The first part of the planning process is strategy. In a burst of logic that now escapes me I decided to make the 767s first, then the 777s, then the new 787, and then to work my way back through the numbers to the 757 and 747s to the 727, 717, 720, 707 and beyond. Next comes tactics which requires a lot of reconnaissance, also known as research. (But nothing too detailed, I don’t mind doing research in depth but I prefer people to pay me for it.)
The two most useful sources of research are Wikipedia, which has as much detail as I need about size, engines and other details, and Airliners.com which is a wonderful source of photographs of just about any airliner you can imagine. Using the photo index you can find photos of most airliners sorted by sub-variant and operator. I don’t know that I wrote the result of all this planning on a piece of paper but working it all out did occupy a lot of my time.
Armed with this research I then began trawling model retail interweb sites such as Airliner Hobby Supplies looking for engine sets, wing-tip extensions and decals. There was also the matter of paint schemes to go with the decal sets and finding suitable paint. This is not as easy as making military models because the model paint manufacturers don’t pay much attention to airliners and very few airliners appeared in late-German camouflage schemes.
After a couple of months I was ready to start cutting plastic, literally. The first model onto the production line was an Ansett Australia 767-200, which is shorter that the -300 of the Revell kit. This is an interesting technical problem because sections have to be cut out of the fuselage in front of and behind of the wings. It is easy enough to find out how much shorter a -200 is than a -300 but not to find out how much comes out of either side of the wing. I don’t know how others do this but I do it by counting the number of windows, and working out how many less windows a -200 has than a -300, and then cutting them out, carefully.

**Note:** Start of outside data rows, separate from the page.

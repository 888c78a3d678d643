//! unitype - live abbreviation-to-symbol input.
//!
//! Typing an escape-prefixed abbreviation such as `\delta` into a buffer is
//! tracked as a candidate range and replaced by its symbol once the token is
//! terminated by whitespace, a closing bracket, another escape character or an
//! explicit convert command.

pub mod abbreviator;
pub mod buffer;
pub mod candidate;
pub mod config;
pub mod convert;
pub mod defaults;
pub mod error;
pub mod hover;
pub mod memory;
pub mod resolver;
pub mod storage;
pub mod subscription;
pub mod symbols;
pub mod tracker;

// Re-export common items for convenience
pub use abbreviator::{Abbreviator, DocumentFilter};
pub use buffer::{
    BufferId, ContentChange, DocumentChange, Position, Range, Selection, SelectionChange,
    TextBuffer,
};
pub use config::{get_config_dir, DEFAULT_API_PORT, ESCAPE_CHAR};
pub use convert::convert_text;
pub use defaults::default_table;
pub use error::{Result, UnitypeError};
pub use hover::{hover_at, hover_text, Hover};
pub use memory::MemoryBuffer;
pub use resolver::resolve;
pub use storage::{add_abbreviation, delete_abbreviation, load_abbreviations, load_symbol_table};
pub use subscription::{Emitter, Subscription};
pub use symbols::SymbolTable;
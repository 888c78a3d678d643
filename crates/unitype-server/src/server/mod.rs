pub mod http_server;
pub mod utils;

pub use http_server::{check_api_server_health, routes, start_api_server};
//! In-memory text buffer used by the terminal editor, batch conversion and
//! tests. Editing helpers return the event a host would deliver for the edit.

use crate::buffer::{
    BufferId, ContentChange, DocumentChange, Position, Range, SelectionChange, TextBuffer,
};
use crate::error::{Result, UnitypeError};

#[derive(Debug, Clone)]
pub struct MemoryBuffer {
    id: BufferId,
    name: String,
    language: String,
    lines: Vec<String>,
    caret: Position,
    decoration: Option<Range>,
}

impl MemoryBuffer {
    pub fn new(id: BufferId, text: &str) -> Self {
        let mut buffer = Self {
            id,
            name: format!("buffer-{}", id.0),
            language: "plaintext".to_string(),
            lines: split_lines(text),
            caret: Position::default(),
            decoration: None,
        };
        buffer.caret = buffer.end();
        buffer
    }

    pub fn with_name(mut self, name: impl Into<String>) -> Self {
        self.name = name.into();
        self
    }

    pub fn with_language(mut self, language: impl Into<String>) -> Self {
        self.language = language.into();
        self
    }

    pub fn name(&self) -> &str {
        &self.name
    }

    pub fn text(&self) -> String {
        self.lines.join("\n")
    }

    pub fn lines(&self) -> &[String] {
        &self.lines
    }

    pub fn line_len(&self, line: usize) -> usize {
        self.lines.get(line).map_or(0, |l| l.chars().count())
    }

    pub fn line_count(&self) -> usize {
        self.lines.len()
    }

    pub fn decoration(&self) -> Option<Range> {
        self.decoration
    }

    /// Position after the last character.
    pub fn end(&self) -> Position {
        let line = self.lines.len().saturating_sub(1);
        Position::new(line, self.line_len(line))
    }

    /// Clamp `position` onto existing text.
    pub fn clamp(&self, position: Position) -> Position {
        let line = position.line.min(self.lines.len().saturating_sub(1));
        Position::new(line, position.column.min(self.line_len(line)))
    }

    /// Insert `text` at the caret and move the caret after it.
    pub fn insert(&mut self, text: &str) -> Result<DocumentChange> {
        let at = self.caret;
        self.splice(Range::caret(at), text)?;
        self.caret = advance(at, text);
        Ok(DocumentChange::single(self.id, ContentChange::insert(at, text)))
    }

    pub fn type_char(&mut self, c: char) -> Result<DocumentChange> {
        let mut tmp = [0u8; 4];
        self.insert(c.encode_utf8(&mut tmp))
    }

    /// Insert `open` and `close` as one edit with the caret between them, as
    /// bracket auto-closing does.
    pub fn insert_pair(&mut self, open: char, close: char) -> Result<DocumentChange> {
        let at = self.caret;
        let text: String = [open, close].iter().collect();
        self.splice(Range::caret(at), &text)?;
        self.caret = at.translate(1);
        Ok(DocumentChange::single(self.id, ContentChange::insert(at, text)))
    }

    /// Delete the character before the caret, joining lines at column zero.
    pub fn delete_backward(&mut self) -> Result<Option<DocumentChange>> {
        let at = self.caret;
        let start = if at.column > 0 {
            at.translate(-1)
        } else if at.line > 0 {
            Position::new(at.line - 1, self.line_len(at.line - 1))
        } else {
            return Ok(None);
        };

        let range = Range::new(start, at);
        self.splice(range, "")?;
        self.caret = start;
        Ok(Some(DocumentChange::single(
            self.id,
            ContentChange::new(range, 1, ""),
        )))
    }

    /// Move the caret and report the selection change.
    pub fn move_caret(&mut self, position: Position) -> SelectionChange {
        self.caret = self.clamp(position);
        self.selection_change()
    }

    pub fn selection_change(&self) -> SelectionChange {
        SelectionChange::caret(self.id, self.caret)
    }

    fn offset(&self, position: Position) -> Result<usize> {
        let line = self.lines.get(position.line).ok_or_else(|| {
            UnitypeError::Buffer(format!("line {} out of range", position.line))
        })?;
        let preceding: usize = self.lines[..position.line]
            .iter()
            .map(|l| l.chars().count() + 1)
            .sum();
        if position.column > line.chars().count() {
            return Err(UnitypeError::Buffer(format!(
                "column {} out of range on line {}",
                position.column, position.line
            )));
        }
        Ok(preceding + position.column)
    }

    fn splice(&mut self, range: Range, text: &str) -> Result<()> {
        let start = self.offset(range.start)?;
        let end = self.offset(range.end)?;
        let mut chars: Vec<char> = self.text().chars().collect();
        chars.splice(start..end, text.chars());
        self.lines = split_lines(&chars.into_iter().collect::<String>());
        Ok(())
    }
}

impl TextBuffer for MemoryBuffer {
    fn id(&self) -> BufferId {
        self.id
    }

    fn language_id(&self) -> &str {
        &self.language
    }

    fn text_in(&self, range: Range) -> String {
        let mut out = String::new();
        for line in range.start.line..=range.end.line {
            let Some(text) = self.lines.get(line) else {
                break;
            };
            let from = if line == range.start.line {
                range.start.column
            } else {
                0
            };
            let to = if line == range.end.line {
                range.end.column
            } else {
                usize::MAX
            };
            if line > range.start.line {
                out.push('\n');
            }
            out.extend(
                text.chars()
                    .skip(from)
                    .take(to.saturating_sub(from)),
            );
        }
        out
    }

    fn replace(&mut self, range: Range, text: &str) -> Result<()> {
        self.splice(range, text)?;
        self.caret = self.clamp(self.caret);
        Ok(())
    }

    fn caret(&self) -> Position {
        self.caret
    }

    fn set_caret(&mut self, position: Position) {
        self.caret = self.clamp(position);
    }

    fn set_decoration(&mut self, range: Option<Range>) {
        self.decoration = range;
    }
}

fn split_lines(text: &str) -> Vec<String> {
    text.split('\n').map(str::to_string).collect()
}

/// Where the caret lands after inserting `text` at `at`.
fn advance(at: Position, text: &str) -> Position {
    let mut position = at;
    for c in text.chars() {
        if c == '\n' {
            position = Position::new(position.line + 1, 0);
        } else {
            position.column += 1;
        }
    }
    position
}

#[cfg(test)]
mod tests {
    use super::*;

    fn pos(line: usize, column: usize) -> Position {
        Position::new(line, column)
    }

    #[test]
    fn caret_starts_at_end() {
        let buffer = MemoryBuffer::new(BufferId(1), "ab\ncde");
        assert_eq!(buffer.caret(), pos(1, 3));
        assert_eq!(buffer.line_count(), 2);
    }

    #[test]
    fn insert_reports_change_and_moves_caret() {
        let mut buffer = MemoryBuffer::new(BufferId(1), "");
        let change = buffer.insert("δx").unwrap();
        assert_eq!(change.changes, vec![ContentChange::insert(pos(0, 0), "δx")]);
        assert_eq!(buffer.caret(), pos(0, 2));
        buffer.insert("\nz").unwrap();
        assert_eq!(buffer.text(), "δx\nz");
        assert_eq!(buffer.caret(), pos(1, 1));
    }

    #[test]
    fn pair_places_caret_between() {
        let mut buffer = MemoryBuffer::new(BufferId(1), "a");
        buffer.insert_pair('(', ')').unwrap();
        assert_eq!(buffer.text(), "a()");
        assert_eq!(buffer.caret(), pos(0, 2));
    }

    #[test]
    fn text_in_counts_characters() {
        let buffer = MemoryBuffer::new(BufferId(1), "αβγδ\nεζ");
        assert_eq!(buffer.text_in(Range::new(pos(0, 1), pos(0, 3))), "βγ");
        assert_eq!(buffer.text_in(Range::new(pos(0, 3), pos(1, 1))), "δ\nε");
        assert_eq!(buffer.text_in(Range::new(pos(0, 3), pos(0, 9))), "δ");
        assert_eq!(buffer.text_in(Range::at(pos(5, 0), 2)), "");
    }

    #[test]
    fn replace_swaps_text() {
        let mut buffer = MemoryBuffer::new(BufferId(1), "x \\delta y");
        buffer
            .replace(Range::new(pos(0, 2), pos(0, 8)), "δ")
            .unwrap();
        assert_eq!(buffer.text(), "x δ y");
        assert!(buffer.replace(Range::at(pos(0, 40), 1), "!").is_err());
    }

    #[test]
    fn backspace_joins_lines() {
        let mut buffer = MemoryBuffer::new(BufferId(1), "ab\nc");
        buffer.set_caret(pos(1, 0));
        let change = buffer.delete_backward().unwrap().unwrap();
        assert_eq!(change.changes[0].range, Range::new(pos(0, 2), pos(1, 0)));
        assert_eq!(buffer.text(), "abc");
        assert_eq!(buffer.caret(), pos(0, 2));

        buffer.set_caret(pos(0, 0));
        assert!(buffer.delete_backward().unwrap().is_none());
    }
}
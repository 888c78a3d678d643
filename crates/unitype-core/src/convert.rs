use crate::abbreviator::Abbreviator;
use crate::buffer::{BufferId, TextBuffer};
use crate::memory::MemoryBuffer;
use crate::symbols::SymbolTable;
use std::sync::Arc;

/// Convert every abbreviation in `text` as if it had been typed one key at a
/// time into an empty buffer, finishing any trailing candidate at the end.
pub fn convert_text(table: &Arc<SymbolTable>, text: &str) -> String {
    let mut buffer = MemoryBuffer::new(BufferId(0), "");
    let mut abbreviator = Abbreviator::new(Arc::clone(table));
    abbreviator.on_active_buffer_changed(Some(buffer.id()));

    for c in text.chars() {
        let change = match buffer.type_char(c) {
            Ok(change) => change,
            Err(e) => {
                log::warn!("convert: could not insert {:?}: {}", c, e);
                continue;
            }
        };
        abbreviator.on_document_changed(&mut buffer, &change);
        let selection = buffer.selection_change();
        abbreviator.on_selection_changed(&mut buffer, &selection);
        abbreviator.run_pending(&mut buffer);

        // Bracket overrides leave the caret between the brackets
        if buffer.caret() != buffer.end() {
            let selection = buffer.move_caret(buffer.end());
            abbreviator.on_selection_changed(&mut buffer, &selection);
        }
    }

    abbreviator.force_convert(&mut buffer);
    abbreviator.run_pending(&mut buffer);
    abbreviator.dispose();
    buffer.text()
}
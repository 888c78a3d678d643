//! Abbreviations available without any user database.

use crate::symbols::SymbolTable;

pub const DEFAULT_ABBREVIATIONS: &[(&str, &str)] = &[
    // Greek, lower case
    ("a", "α"),
    ("alpha", "α"),
    ("b", "β"),
    ("beta", "β"),
    ("g", "γ"),
    ("gamma", "γ"),
    ("d", "δ"),
    ("delta", "δ"),
    ("e", "ε"),
    ("epsilon", "ε"),
    ("z", "ζ"),
    ("zeta", "ζ"),
    ("eta", "η"),
    ("th", "θ"),
    ("theta", "θ"),
    ("i", "ι"),
    ("iota", "ι"),
    ("k", "κ"),
    ("kappa", "κ"),
    ("l", "λ"),
    ("lam", "λ"),
    ("lambda", "λ"),
    ("mu", "μ"),
    ("nu", "ν"),
    ("xi", "ξ"),
    ("pi", "π"),
    ("rho", "ρ"),
    ("s", "σ"),
    ("sigma", "σ"),
    ("tau", "τ"),
    ("phi", "φ"),
    ("chi", "χ"),
    ("psi", "ψ"),
    ("o", "ω"),
    ("omega", "ω"),
    // Greek, upper case
    ("G", "Γ"),
    ("Gamma", "Γ"),
    ("D", "Δ"),
    ("Delta", "Δ"),
    ("Th", "Θ"),
    ("Theta", "Θ"),
    ("L", "Λ"),
    ("Lambda", "Λ"),
    ("S", "Σ"),
    ("Sigma", "Σ"),
    ("Pi", "Π"),
    ("Phi", "Φ"),
    ("Psi", "Ψ"),
    ("O", "Ω"),
    ("Omega", "Ω"),
    // Arrows
    ("to", "→"),
    ("r", "→"),
    ("->", "→"),
    ("rightarrow", "→"),
    ("l<-", "←"),
    ("<-", "←"),
    ("leftarrow", "←"),
    ("gets", "←"),
    ("<->", "↔"),
    ("iff", "↔"),
    ("lr", "↔"),
    ("=>", "⇒"),
    ("Rightarrow", "⇒"),
    ("<=>", "⇔"),
    ("Leftrightarrow", "⇔"),
    ("mapsto", "↦"),
    ("u", "↑"),
    ("uparrow", "↑"),
    ("downarrow", "↓"),
    ("hookrightarrow", "↪"),
    ("rightsquigarrow", "⇝"),
    // Logic
    ("and", "∧"),
    ("wedge", "∧"),
    ("or", "∨"),
    ("vee", "∨"),
    ("not", "¬"),
    ("neg", "¬"),
    ("forall", "∀"),
    ("all", "∀"),
    ("exists", "∃"),
    ("ex", "∃"),
    ("top", "⊤"),
    ("bot", "⊥"),
    ("|-", "⊢"),
    ("vdash", "⊢"),
    ("models", "⊨"),
    // Sets
    ("in", "∈"),
    ("notin", "∉"),
    ("ni", "∋"),
    ("sub", "⊂"),
    ("subset", "⊂"),
    ("sube", "⊆"),
    ("subseteq", "⊆"),
    ("sup", "⊃"),
    ("supseteq", "⊇"),
    ("cap", "∩"),
    ("inter", "∩"),
    ("cup", "∪"),
    ("union", "∪"),
    ("empty", "∅"),
    ("emptyset", "∅"),
    ("setminus", "∖"),
    ("powerset", "𝒫"),
    ("bigcup", "⋃"),
    ("bigcap", "⋂"),
    // Relations and operators
    ("ne", "≠"),
    ("neq", "≠"),
    ("le", "≤"),
    ("leq", "≤"),
    ("ge", "≥"),
    ("geq", "≥"),
    ("==", "≡"),
    ("equiv", "≡"),
    ("~", "∼"),
    ("~~", "≈"),
    ("approx", "≈"),
    ("cong", "≅"),
    ("x", "×"),
    ("times", "×"),
    ("cdot", "⬝"),
    ("circ", "∘"),
    ("comp", "∘"),
    ("oplus", "⊕"),
    ("otimes", "⊗"),
    ("sum", "∑"),
    ("prod", "∏"),
    ("infty", "∞"),
    ("inf", "⊓"),
    ("glb", "⊓"),
    ("sup_", "⊔"),
    ("lub", "⊔"),
    ("sqrt", "√"),
    ("partial", "∂"),
    ("nabla", "∇"),
    ("pm", "±"),
    ("div", "÷"),
    // Blackboard letters
    ("N", "ℕ"),
    ("nat", "ℕ"),
    ("Z", "ℤ"),
    ("int", "ℤ"),
    ("Q", "ℚ"),
    ("rat", "ℚ"),
    ("R", "ℝ"),
    ("real", "ℝ"),
    ("C", "ℂ"),
    ("complex", "ℂ"),
    // Brackets
    ("<", "⟨"),
    (">", "⟩"),
    ("langle", "⟨"),
    ("rangle", "⟩"),
    ("f<", "‹"),
    ("f>", "›"),
    ("f<<", "«"),
    ("f>>", "»"),
    ("[[", "⟦"),
    ("]]", "⟧"),
    ("{{", "⦃"),
    ("}}", "⦄"),
    ("lceil", "⌈"),
    ("rceil", "⌉"),
    ("lfloor", "⌊"),
    ("rfloor", "⌋"),
    // Sub- and superscripts
    ("0", "₀"),
    ("1", "₁"),
    ("2", "₂"),
    ("3", "₃"),
    ("4", "₄"),
    ("5", "₅"),
    ("6", "₆"),
    ("7", "₇"),
    ("8", "₈"),
    ("9", "₉"),
    ("_0", "₀"),
    ("_1", "₁"),
    ("_2", "₂"),
    ("_3", "₃"),
    ("_i", "ᵢ"),
    ("_n", "ₙ"),
    ("^0", "⁰"),
    ("^1", "¹"),
    ("^2", "²"),
    ("^3", "³"),
    ("^n", "ⁿ"),
    ("^-1", "⁻¹"),
    ("inv", "⁻¹"),
    // Misc
    ("qed", "∎"),
    ("tr", "⬝"),
    ("t", "▸"),
    ("deg", "°"),
    ("star", "⋆"),
    ("dag", "†"),
];

/// The built-in abbreviations as a symbol table.
pub fn default_table() -> SymbolTable {
    SymbolTable::new(DEFAULT_ABBREVIATIONS.iter().copied())
}
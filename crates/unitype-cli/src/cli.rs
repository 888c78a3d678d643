use clap::{Parser, Subcommand};
use std::env;
use unitype_core::DEFAULT_API_PORT;

#[derive(Parser, Debug)]
#[command(
    author = "bahdotsh",
    version = env!("CARGO_PKG_VERSION"),
    about = "unitype - type Unicode symbols through backslash abbreviations",
    long_about = "unitype turns abbreviations such as \\alpha or \\to into α and → as you type."
)]
pub struct Unitype {
    #[clap(subcommand)]
    pub commands: Option<Commands>,
}

#[derive(Subcommand, Debug, PartialEq, Eq)]
pub enum Commands {
    /// Print the symbol an abbreviation resolves to
    Resolve {
        #[clap(help = "Abbreviation, with or without the leading backslash")]
        abbrev: String,
    },
    /// Show which abbreviations produce a symbol
    Lookup {
        #[clap(help = "A single symbol, e.g. λ")]
        symbol: String,
    },
    /// Convert every abbreviation in a text
    Convert {
        #[clap(help = "Text to convert; read from stdin when omitted")]
        text: Option<String>,
    },
    /// List all the abbreviations
    List,
    /// Add a new abbreviation to the user database
    Add {
        #[clap(long, short = 'a', help = "Abbreviation, without the leading backslash")]
        abbrev: String,

        #[clap(long, short = 's', help = "The symbol it produces")]
        symbol: String,
    },
    /// Delete an abbreviation from the user database
    Delete {
        #[clap(long, short = 'a', help = "Abbreviation to delete")]
        abbrev: String,
    },
    /// Open the terminal scratch editor
    Edit,
    /// Start the HTTP API server
    Serve {
        #[clap(long, short, default_value_t = DEFAULT_API_PORT, help = "Port to listen on")]
        port: u16,
    },
    /// Check if the API server is responsive
    ApiStatus,
}
//! The user abbreviation database: a JSON object mapping abbreviations
//! (without the escape character) to symbols, layered over the built-in
//! defaults.

use crate::config::{ensure_config_dir, get_db_file_path, ESCAPE_CHAR};
use crate::defaults::DEFAULT_ABBREVIATIONS;
use crate::error::{Result, UnitypeError};
use crate::symbols::SymbolTable;
use std::collections::BTreeMap;
use std::fs;
use std::path::Path;

pub type Abbreviations = BTreeMap<String, String>;

/// Entries stored in the database at `path` alone. Missing or empty files
/// hold no entries.
pub fn load_user_abbreviations_from(path: &Path) -> Result<Abbreviations> {
    if !path.exists() {
        return Ok(Abbreviations::new());
    }

    let content = fs::read_to_string(path)?;

    // Handle empty database file
    if content.trim().is_empty() {
        return Ok(Abbreviations::new());
    }

    serde_json::from_str(&content).map_err(|e| e.into())
}

/// Built-in defaults overlaid with the database at `path`.
pub fn load_abbreviations_from(path: &Path) -> Result<Abbreviations> {
    let mut abbreviations: Abbreviations = DEFAULT_ABBREVIATIONS
        .iter()
        .map(|(k, v)| (k.to_string(), v.to_string()))
        .collect();
    abbreviations.extend(load_user_abbreviations_from(path)?);
    Ok(abbreviations)
}

/// Built-in defaults overlaid with the user database.
pub fn load_abbreviations() -> Result<Abbreviations> {
    load_abbreviations_from(&get_db_file_path())
}

pub fn load_symbol_table() -> Result<SymbolTable> {
    Ok(SymbolTable::new(load_abbreviations()?))
}

/// Save the user entries to the database file at `path`
pub fn save_abbreviations_to(path: &Path, abbreviations: &Abbreviations) -> Result<()> {
    let serialized = serde_json::to_string_pretty(abbreviations)?;
    fs::write(path, serialized)?;
    Ok(())
}

pub fn validate_abbreviation(abbrev: &str) -> Result<()> {
    if abbrev.is_empty() {
        return Err(UnitypeError::InvalidAbbreviation(
            "abbreviation must not be empty".to_string(),
        ));
    }
    if abbrev.chars().any(char::is_whitespace) {
        return Err(UnitypeError::InvalidAbbreviation(format!(
            "'{}' contains whitespace",
            abbrev
        )));
    }
    if abbrev.starts_with(ESCAPE_CHAR) {
        return Err(UnitypeError::InvalidAbbreviation(format!(
            "'{}' must be given without the leading {}",
            abbrev, ESCAPE_CHAR
        )));
    }
    Ok(())
}

/// Add or overwrite an entry in the database at `path`
pub fn add_abbreviation_to(path: &Path, abbrev: &str, symbol: &str) -> Result<()> {
    validate_abbreviation(abbrev)?;
    let mut abbreviations = load_user_abbreviations_from(path)?;
    abbreviations.insert(abbrev.to_string(), symbol.to_string());
    save_abbreviations_to(path, &abbreviations)
}

/// Remove an entry from the database at `path`
pub fn delete_abbreviation_from(path: &Path, abbrev: &str) -> Result<()> {
    let mut abbreviations = load_user_abbreviations_from(path)?;
    if abbreviations.remove(abbrev).is_none() {
        return Err(UnitypeError::ShortcutNotFound(abbrev.to_string()));
    }
    save_abbreviations_to(path, &abbreviations)
}

/// Add a new abbreviation to the user database
pub fn add_abbreviation(abbrev: &str, symbol: &str) -> Result<()> {
    ensure_config_dir()?;
    add_abbreviation_to(&get_db_file_path(), abbrev, symbol)
}

/// Delete an abbreviation from the user database
pub fn delete_abbreviation(abbrev: &str) -> Result<()> {
    let path = get_db_file_path();
    if !path.exists() {
        return Err(UnitypeError::DatabaseNotFound(
            path.to_string_lossy().to_string(),
        ));
    }
    delete_abbreviation_from(&path, abbrev)
}
use std::io;
use thiserror::Error;

#[derive(Debug, Error)]
pub enum UnitypeError {
    #[error("I/O error: {0}")]
    Io(#[from] io::Error),
    #[error("JSON error: {0}")]
    Json(#[from] serde_json::Error),
    #[error("Database not found at: {0}")]
    DatabaseNotFound(String),
    #[error("Invalid abbreviation: {0}")]
    InvalidAbbreviation(String),
    #[error("Abbreviation '{0}' not found")]
    ShortcutNotFound(String),
    #[error("Invalid configuration: {0}")]
    InvalidConfig(String),
    #[error("Buffer error: {0}")]
    Buffer(String),
    #[error("Error: {0}")]
    Other(String),
}

pub type Result<T> = std::result::Result<T, UnitypeError>;
use crate::symbols::SymbolTable;

/// Find the symbol to substitute for `typed` (the abbreviation without its
/// leading escape character).
///
/// In order: an exact match, then the shortest abbreviation extending
/// `typed`, then the same search on `typed` with trailing characters peeled
/// off one at a time, re-appending the peeled characters verbatim. So with
/// `delta → δ` and no `delta1`, `delta1` resolves to `δ1`.
///
/// The empty string never prefix-matches, so text that is neither an
/// abbreviation nor built on one resolves to `None`.
pub fn resolve(table: &SymbolTable, typed: &str) -> Option<String> {
    let mut prefix = typed;

    loop {
        if let Some(symbol) = lookup(table, prefix) {
            let rest = &typed[prefix.len()..];
            return Some(format!("{}{}", symbol, rest));
        }

        let (last, _) = prefix.char_indices().next_back()?;
        prefix = &prefix[..last];
    }
}

fn lookup<'a>(table: &'a SymbolTable, typed: &str) -> Option<&'a str> {
    if let Some(symbol) = table.get(typed) {
        return Some(symbol);
    }
    if typed.is_empty() {
        return None;
    }
    table.shortest_extension(typed).map(|(_, symbol)| symbol)
}
pub mod cli;
pub mod commands;

use clap::Parser;
use cli::Unitype;
use commands::handle_command;
use std::process;

/// Run the unitype CLI application
pub fn run_main() {
    // RUST_LOG=debug shows tracker and server diagnostics
    env_logger::init();

    let args = Unitype::parse();
    let result = handle_command(args.commands);

    if let Err(e) = result {
        eprintln!("Error: {}", e);
        process::exit(1);
    }
}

Next came the 767-300 which is made more-or-less straight out of the box, but making sure that the engines were the ones used in the Qantas fleet because the 767-300s flown in Australian colours were taken out of the Qantas fleet. Finally came the 767-400 which would use up the fuselage extension parts I’d found in my box. Sadly, it turned out that the extension set was rather poor and too wide in diameter than the kit fuselage, so they ended up in the bin after all. Fortunately for me, it turned out that the fuselage sections cut out of the -300 to make the -200 were exactly the same length as the extensions needed for the -400, so in they went instead.
Overall, the three 767s turned out fairly well, and the 777s were not too much of a problem. The 787 is being made straight out of the box with improved engines and aftermarket decals, but then I have to turn back to make the Minicraft 757s, which are a whole new world of hurt.
Let this be a lesson to you, boys and girls, planning can be bad for you.